> 99% of MBA's are certainly clueless about SWE because they never did SWE professionally
Anecdotally, most of the MBAs I know are former coders. The last decade of Silicon Valley thinking it can reinvent commerce from first principles has massively increased the value and leverage of former coders with MBAs.
Anecdotally, I worked with several brilliant engineers who have MBAs. Folks who are extremely technical and can go deep in their fields of expertise, yet they see the bigger picture in terms of business outcomes, and have tools in their toolbox to navigate ambiguity, mitigate escalating complexity, influence senior stakeholders (technical or not), etc.
Of course an MBA is not the only way of acquiring those skills, but it is certainly an effective way. It can be incredibly powerful to someone with already strong technical skills. So I'd agree with OP that this trope is unwarranted and out of touch with reality.

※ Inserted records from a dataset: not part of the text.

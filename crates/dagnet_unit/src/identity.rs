//! The pass-through unit attached to graph input nodes.

use crate::output::Output;
use crate::unit::{Unit, UnitError};

/// A unit that returns its single input unchanged.
///
/// Input nodes carry an `Identity` so that an externally supplied value is
/// routed onto their out-edges exactly as given.
#[derive(Debug, Clone, Copy, Default, PartialEq, Eq)]
pub struct Identity;

impl<V: 'static> Unit<V> for Identity {
    fn forward(&mut self, mut inputs: Vec<V>) -> Result<Output<V>, UnitError> {
        if inputs.len() != 1 {
            return Err(UnitError::InputArity {
                expected: 1,
                got: inputs.len(),
            });
        }
        inputs
            .pop()
            .map(Output::Single)
            .ok_or(UnitError::InputArity {
                expected: 1,
                got: 0,
            })
    }

    fn name(&self) -> &'static str {
        "identity"
    }
}
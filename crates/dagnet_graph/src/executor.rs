//! Topological execution engine.
//!
//! The [`GraphExecutor`] runs a forward pass over a [`Graph`] in three phases:
//!
//! 1. **Seeding**: validate the graph, check the argument count, and run each
//!    input node on its positional argument.
//! 2. **Executing**: run every plain node once, in stable topological order,
//!    on the payloads of its in-edges.
//! 3. **Draining**: read the payloads reaching each output node, in output
//!    registration order, then clear every payload.
//!
//! Payloads live in a [`Payloads`] side table owned by the call. It is
//! cleared on success and on every failure, so a graph is reusable after any
//! call.
//!
//! # Example
//!
//! ```
//! use dagnet_graph::{Graph, GraphExecutor};
//! use dagnet_unit::Output;
//!
//! let mut graph = Graph::<i32>::new();
//! graph
//!     .add_input_node("x")?
//!     .add_node("n1", |v: Vec<i32>| Output::Single(v[0] + 1), &["x"])?
//!     .add_node("n2", |v: Vec<i32>| Output::Single(v[0] * 3), &["n1"])?
//!     .add_output_node("y", &["n2"])?;
//!
//! let result = GraphExecutor::new().execute(&mut graph, vec![1])?;
//! assert_eq!(result, Output::Single(Output::Single(6)));
//! # Ok::<(), Box<dyn std::error::Error>>(())
//! ```

use core::fmt;
use core::time::Duration;
use std::sync::Arc;
use std::time::Instant;

use dagnet_unit::{Output, Unit, UnitError};

use crate::edge::EdgeId;
use crate::graph::{Graph, ValidationError};
use crate::hooks::{GraphEvent, HooksAPI};
use crate::node::{NodeId, Role};
use crate::payload::Payloads;

/// Errors that can occur during a forward pass.
#[derive(Debug)]
pub enum ExecutionError {
    /// The graph failed pre-flight validation.
    Invalid(ValidationError),
    /// The number of arguments differs from the number of input nodes.
    ArityMismatch {
        /// Number of input nodes.
        expected: usize,
        /// Number of arguments supplied.
        got: usize,
    },
    /// A source node was executed without an external input.
    MissingInput(String),
    /// A unit produced a number of values its node cannot route.
    OutputArityMismatch {
        /// The node name.
        node: String,
        /// Number of values the unit produced.
        produced: usize,
        /// The node's out-degree.
        expected: usize,
    },
    /// A unit returned an error.
    UnitFailed {
        /// The node name.
        node: String,
        /// The unit's error.
        source: UnitError,
    },
    /// A node ran before one of its producers.
    MissingPayload {
        /// The consuming node name.
        node: String,
        /// The empty in-edge.
        edge: EdgeId,
    },
    /// An output node was asked to execute. Output nodes are drained instead.
    NotExecutable(String),
}

impl fmt::Display for ExecutionError {
    fn fmt(&self, f: &mut fmt::Formatter<'_>) -> fmt::Result {
        match self {
            ExecutionError::Invalid(err) => write!(f, "{err}"),
            ExecutionError::ArityMismatch { expected, got } => {
                write!(
                    f,
                    "was expecting {expected} argument(s) for as many input nodes, got {got}"
                )
            }
            ExecutionError::MissingInput(node) => {
                write!(f, "node '{node}' did not get an input but is a source node")
            }
            ExecutionError::OutputArityMismatch {
                node,
                produced,
                expected,
            } => {
                write!(
                    f,
                    "number of outputs from the unit ({produced}) does not match the number of out-edges ({expected}) for node '{node}'"
                )
            }
            ExecutionError::UnitFailed { node, source } => {
                write!(f, "unit of node '{node}' failed: {source}")
            }
            ExecutionError::MissingPayload { node, edge } => {
                write!(
                    f,
                    "node '{node}' found no payload on {edge}, its producer has not run"
                )
            }
            ExecutionError::NotExecutable(node) => {
                write!(f, "output node '{node}' has no unit to execute")
            }
        }
    }
}

impl core::error::Error for ExecutionError {
    fn source(&self) -> Option<&(dyn core::error::Error + 'static)> {
        match self {
            ExecutionError::UnitFailed { source, .. } => Some(source),
            _ => None,
        }
    }
}

impl From<ValidationError> for ExecutionError {
    fn from(err: ValidationError) -> Self {
        ExecutionError::Invalid(err)
    }
}

/// Forward-pass engine.
///
/// The executor itself holds only configuration; every call brings its own
/// payload table. A graph is borrowed mutably for the whole pass, which rules
/// out concurrent passes over the same graph.
#[derive(Debug, Clone, Default)]
pub struct GraphExecutor {
    /// Observers notified at each lifecycle point.
    hooks: Option<Arc<HooksAPI>>,
}

impl GraphExecutor {
    /// Creates an executor with no hooks.
    ///
    /// Every pass starts with [`Graph::assert_valid`].
    #[must_use]
    pub fn new() -> Self {
        Self::default()
    }

    /// Attaches a hook registry.
    #[must_use]
    pub fn with_hooks(mut self, hooks: Arc<HooksAPI>) -> Self {
        self.hooks = Some(hooks);
        self
    }

    /// Returns the attached hook registry, if any.
    #[must_use]
    pub fn hooks(&self) -> Option<&Arc<HooksAPI>> {
        self.hooks.as_ref()
    }

    /// Runs a forward pass with a fresh payload table.
    ///
    /// Returns one entry per output node (`Single` if there is exactly one),
    /// each holding the values on that node's in-edges (`Single` if it has
    /// exactly one producer).
    ///
    /// # Errors
    ///
    /// Returns the first [`ExecutionError`] encountered. No partial result is
    /// produced.
    pub fn execute<V: Clone + 'static>(
        &self,
        graph: &mut Graph<V>,
        inputs: Vec<V>,
    ) -> Result<Output<Output<V>>, ExecutionError> {
        let mut payloads = Payloads::new();
        self.execute_in(graph, &mut payloads, inputs)
    }

    /// Runs a forward pass using a caller-owned payload table.
    ///
    /// The table is resized for the graph before seeding and is drained when
    /// the call returns, whatever the outcome.
    ///
    /// # Errors
    ///
    /// Same as [`execute`](Self::execute).
    pub fn execute_in<V: Clone + 'static>(
        &self,
        graph: &mut Graph<V>,
        payloads: &mut Payloads<V>,
        inputs: Vec<V>,
    ) -> Result<Output<Output<V>>, ExecutionError> {
        let span = tracing::debug_span!(
            "forward",
            nodes = graph.node_count(),
            inputs = inputs.len()
        );
        let _enter = span.enter();
        let start = Instant::now();

        self.emit(&GraphEvent::GraphStart {
            input_count: inputs.len(),
            node_count: graph.node_count(),
        });

        payloads.prepare(graph.edge_count());
        let mut nodes_executed = 0;
        let result = self.run(graph, payloads, inputs, &mut nodes_executed);
        payloads.clear();

        match &result {
            Ok(_) => {
                let duration = start.elapsed();
                tracing::debug!(nodes_executed, ?duration, "forward pass complete");
                self.emit(&GraphEvent::GraphComplete {
                    nodes_executed,
                    duration,
                });
            }
            Err(error) => {
                tracing::warn!(%error, nodes_executed, "forward pass failed");
                self.emit(&GraphEvent::GraphFailure { error });
            }
        }
        result
    }

    /// Executes a single node and routes its result onto its out-edges.
    ///
    /// With `input`, the value is the node's sole input, passed as is. Without
    /// it, the node consumes the payloads on its in-edges in the order those
    /// edges were added. Returns the unit's result before normalization.
    ///
    /// This is the building block of a forward pass, exposed for inspection
    /// and testing. The payload table is not cleared afterwards.
    ///
    /// # Errors
    ///
    /// - [`ValidationError::UnknownNode`] (wrapped) if the node does not exist
    /// - [`ExecutionError::NotExecutable`] for an output node
    /// - [`ExecutionError::MissingInput`] for a source node without `input`
    /// - [`ExecutionError::MissingPayload`] if a producer has not run
    /// - [`ExecutionError::UnitFailed`] if the unit fails
    /// - [`ExecutionError::OutputArityMismatch`] if the result cannot be routed
    pub fn forward_through_node<V: Clone + 'static>(
        &self,
        graph: &mut Graph<V>,
        payloads: &mut Payloads<V>,
        name: &str,
        input: Option<V>,
    ) -> Result<Output<V>, ExecutionError> {
        let id = graph.require(name)?;
        let (output, elapsed) = self.execute_node(graph, payloads, id, input)?;
        let result = output.clone();
        self.route(graph, payloads, id, output, elapsed)?;
        Ok(result)
    }

    fn run<V: Clone + 'static>(
        &self,
        graph: &mut Graph<V>,
        payloads: &mut Payloads<V>,
        inputs: Vec<V>,
        nodes_executed: &mut usize,
    ) -> Result<Output<Output<V>>, ExecutionError> {
        graph.assert_valid()?;

        // Seeding
        let input_ids = graph.input_ids().to_vec();
        if inputs.len() != input_ids.len() {
            return Err(ExecutionError::ArityMismatch {
                expected: input_ids.len(),
                got: inputs.len(),
            });
        }
        for (id, value) in input_ids.into_iter().zip(inputs) {
            let (output, elapsed) = self.execute_node(graph, payloads, id, Some(value))?;
            self.route(graph, payloads, id, output, elapsed)?;
            *nodes_executed += 1;
        }

        // Executing
        let order = graph.structure().topological_order()?;
        for id in order {
            if graph.role_at(id) != Some(Role::Plain) {
                continue;
            }
            let (output, elapsed) = self.execute_node(graph, payloads, id, None)?;
            self.route(graph, payloads, id, output, elapsed)?;
            *nodes_executed += 1;
        }

        // Draining
        let mut results = Vec::with_capacity(graph.output_ids().len());
        for &id in graph.output_ids() {
            let values = Self::consume(graph, payloads, id)?;
            results.push(Output::from_vec(values));
        }
        Ok(Output::from_vec(results))
    }

    /// Gathers a node's inputs and runs its unit.
    fn execute_node<V: 'static>(
        &self,
        graph: &mut Graph<V>,
        payloads: &mut Payloads<V>,
        id: NodeId,
        external: Option<V>,
    ) -> Result<(Output<V>, Duration), ExecutionError> {
        if graph.role_at(id) == Some(Role::Output) {
            return Err(ExecutionError::NotExecutable(graph.name_at(id).to_owned()));
        }

        let inputs = match external {
            Some(value) => vec![value],
            None => {
                if graph.structure().in_degree(id) == 0 {
                    return Err(ExecutionError::MissingInput(graph.name_at(id).to_owned()));
                }
                Self::consume(graph, payloads, id)?
            }
        };

        let unit_name = graph.unit_name_at(id);
        tracing::trace!(
            node = graph.name_at(id),
            unit = unit_name,
            inputs = inputs.len(),
            "running node"
        );
        self.emit(&GraphEvent::NodeStart {
            node_id: id,
            node_name: graph.name_at(id),
            unit_name,
        });

        let start = Instant::now();
        let output = graph
            .run_unit(id, inputs)
            .ok_or_else(|| ExecutionError::NotExecutable(graph.name_at(id).to_owned()))?
            .map_err(|source| ExecutionError::UnitFailed {
                node: graph.name_at(id).to_owned(),
                source,
            })?;
        Ok((output, start.elapsed()))
    }

    /// Takes the payloads on a node's in-edges, in edge order.
    fn consume<V>(
        graph: &Graph<V>,
        payloads: &mut Payloads<V>,
        id: NodeId,
    ) -> Result<Vec<V>, ExecutionError>
    where
        V: 'static,
    {
        graph
            .structure()
            .in_edges(id)
            .iter()
            .map(|&edge| {
                payloads
                    .take(edge)
                    .ok_or_else(|| ExecutionError::MissingPayload {
                        node: graph.name_at(id).to_owned(),
                        edge,
                    })
            })
            .collect()
    }

    /// Writes a unit's result onto the node's out-edges.
    ///
    /// A single value meeting several out-edges is replicated onto all of
    /// them. Otherwise the value count must equal the out-degree, and nothing
    /// is written if it does not. A sink discards its result.
    fn route<V: Clone + 'static>(
        &self,
        graph: &Graph<V>,
        payloads: &mut Payloads<V>,
        id: NodeId,
        output: Output<V>,
        elapsed: Duration,
    ) -> Result<(), ExecutionError> {
        let out_edges = graph.structure().out_edges(id);
        let produced = output.len();
        let mut values = output.into_vec();
        let mut broadcast = false;

        if out_edges.is_empty() {
            tracing::trace!(node = graph.name_at(id), produced, "sink result discarded");
        } else if values.len() == 1
            && let Some((&last, rest)) = out_edges.split_last()
            && !rest.is_empty()
            && let Some(value) = values.pop()
        {
            for &edge in rest {
                payloads.put(edge, value.clone());
            }
            payloads.put(last, value);
            broadcast = true;
        } else if values.len() == out_edges.len() {
            for (&edge, value) in out_edges.iter().zip(values) {
                payloads.put(edge, value);
            }
        } else {
            return Err(ExecutionError::OutputArityMismatch {
                node: graph.name_at(id).to_owned(),
                produced,
                expected: out_edges.len(),
            });
        }

        self.emit(&GraphEvent::NodeComplete {
            node_id: id,
            node_name: graph.name_at(id),
            produced,
            broadcast,
            duration: elapsed,
        });
        Ok(())
    }

    fn emit(&self, event: &GraphEvent<'_>) {
        if let Some(hooks) = &self.hooks {
            hooks.invoke(event);
        }
    }
}

impl<V: Clone + 'static> Graph<V> {
    /// Runs a forward pass with a default [`GraphExecutor`].
    ///
    /// # Errors
    ///
    /// See [`GraphExecutor::execute`].
    pub fn forward(&mut self, inputs: Vec<V>) -> Result<Output<Output<V>>, ExecutionError> {
        GraphExecutor::new().execute(self, inputs)
    }
}

/// A graph is itself a unit, so it can be nested as a node of another graph.
///
/// The nested graph's results are flattened: output nodes in order, each
/// contributing the values on its in-edges.
impl<V: Clone + 'static> Unit<V> for Graph<V> {
    fn forward(&mut self, inputs: Vec<V>) -> Result<Output<V>, UnitError> {
        GraphExecutor::new()
            .execute(self, inputs)
            .map(|outputs| outputs.flatten())
            .map_err(UnitError::other)
    }

    fn name(&self) -> &'static str {
        "graph"
    }
}
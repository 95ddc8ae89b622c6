//! Reporting sink for recoverable crawl failures.
//!
//! The crawler never aborts a region because one fetch failed. Instead each
//! failure becomes a [`CrawlEvent`] delivered to the injected [`EventSink`],
//! and the pipeline carries on with a safe default.

use std::fmt;
use std::sync::{Arc, Mutex};

use rental_crawl_listing_models::{ListingId, Region};

/// A recoverable failure observed during a crawl.
#[derive(Debug, Clone, PartialEq, Eq)]
pub enum CrawlEvent {
    /// The first index page could not be fetched; the last page defaulted
    /// to 1.
    DiscoveryFailed {
        /// Region being discovered.
        region: Region,
        /// Failure description.
        error: String,
    },
    /// An index page could not be fetched; it contributed no ids.
    PageFetchFailed {
        /// Region being collected.
        region: Region,
        /// 1-based index page number.
        page: u32,
        /// Failure description.
        error: String,
    },
    /// A detail page could not be fetched; an id-only record was produced.
    DetailFetchFailed {
        /// Listing whose page failed.
        id: ListingId,
        /// Failure description.
        error: String,
    },
}

impl fmt::Display for CrawlEvent {
    fn fmt(&self, f: &mut fmt::Formatter<'_>) -> fmt::Result {
        match self {
            Self::DiscoveryFailed { region, error } => {
                write!(f, "[{region}] failed to discover last page: {error}")
            }
            Self::PageFetchFailed {
                region,
                page,
                error,
            } => write!(f, "[{region}] failed to fetch index page {page}: {error}"),
            Self::DetailFetchFailed { id, error } => {
                write!(f, "failed to fetch details for listing {id}: {error}")
            }
        }
    }
}

/// Receives recoverable failures.
///
/// Implementations must be `Send + Sync`; events arrive from concurrent
/// fetches within a phase.
pub trait EventSink: Send + Sync {
    /// Records one event.
    fn report(&self, event: CrawlEvent);
}

/// Writes every event to the `log` facade at `warn` level.
pub struct LogSink;

impl EventSink for LogSink {
    fn report(&self, event: CrawlEvent) {
        log::warn!("{event}");
    }
}

/// Keeps every event in memory. Used by tests and by callers that want to
/// summarize failures after a run.
#[derive(Default)]
pub struct MemorySink {
    events: Mutex<Vec<CrawlEvent>>,
}

impl MemorySink {
    #[must_use]
    pub fn new() -> Self {
        Self::default()
    }

    /// Returns a snapshot of the events reported so far.
    #[must_use]
    pub fn events(&self) -> Vec<CrawlEvent> {
        self.events
            .lock()
            .map(|events| events.clone())
            .unwrap_or_default()
    }
}

impl EventSink for MemorySink {
    fn report(&self, event: CrawlEvent) {
        if let Ok(mut events) = self.events.lock() {
            events.push(event);
        }
    }
}

/// Returns a shared [`LogSink`].
#[must_use]
pub fn log_sink() -> Arc<dyn EventSink> {
    Arc::new(LogSink)
}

edit: I like OP's edit, replacing "MBA" with "management-consulting thinking". Lots of old school consulting companies come up with recommendations for areas that they have no domain expertise. While it may look good on paper, it's a recipe for disaster, like the original article describes.
Anecdotally, most of the MBAs I know are former coders. The last decade of Silicon Valley thinking it can reinvent commerce from first principles has massively increased the value and leverage of former coders with MBAs.